[Working data Boundary: Start]
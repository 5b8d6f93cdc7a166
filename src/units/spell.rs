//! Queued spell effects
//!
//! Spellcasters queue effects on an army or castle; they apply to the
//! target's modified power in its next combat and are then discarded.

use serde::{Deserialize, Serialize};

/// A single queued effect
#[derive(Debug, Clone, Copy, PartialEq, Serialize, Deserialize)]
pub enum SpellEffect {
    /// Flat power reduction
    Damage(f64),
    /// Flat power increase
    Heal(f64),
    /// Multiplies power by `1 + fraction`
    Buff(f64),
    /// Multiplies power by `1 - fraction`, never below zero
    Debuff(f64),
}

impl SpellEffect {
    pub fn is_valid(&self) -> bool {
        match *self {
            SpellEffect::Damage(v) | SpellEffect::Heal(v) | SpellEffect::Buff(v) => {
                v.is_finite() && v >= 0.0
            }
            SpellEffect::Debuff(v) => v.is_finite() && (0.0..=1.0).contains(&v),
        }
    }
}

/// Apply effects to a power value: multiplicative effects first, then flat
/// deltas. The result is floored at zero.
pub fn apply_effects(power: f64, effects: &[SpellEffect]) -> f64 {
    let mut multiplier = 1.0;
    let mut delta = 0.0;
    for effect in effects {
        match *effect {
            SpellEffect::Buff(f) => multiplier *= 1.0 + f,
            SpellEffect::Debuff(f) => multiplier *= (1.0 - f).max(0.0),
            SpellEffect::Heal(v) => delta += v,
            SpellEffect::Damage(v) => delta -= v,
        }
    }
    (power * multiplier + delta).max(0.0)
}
[Working data Boundary: End]
* [Task]: All that is needed is the exact run of lines above from the line containing "Flat power reduction" through the line containing "for effect in", both of them included.

* [Output for this exercise]:
    /// Flat power reduction
    Damage(f64),
    /// Flat power increase
    Heal(f64),
    /// Multiplies power by `1 + fraction`
    Buff(f64),
    /// Multiplies power by `1 - fraction`, never below zero
    Debuff(f64),
}

impl SpellEffect {
    pub fn is_valid(&self) -> bool {
        match *self {
            SpellEffect::Damage(v) | SpellEffect::Heal(v) | SpellEffect::Buff(v) => {
                v.is_finite() && v >= 0.0
            }
            SpellEffect::Debuff(v) => v.is_finite() && (0.0..=1.0).contains(&v),
        }
    }
}

/// Apply effects to a power value: multiplicative effects first, then flat
/// deltas. The result is floored at zero.
pub fn apply_effects(power: f64, effects: &[SpellEffect]) -> f64 {
    let mut multiplier = 1.0;
    let mut delta = 0.0;
    for effect in effects {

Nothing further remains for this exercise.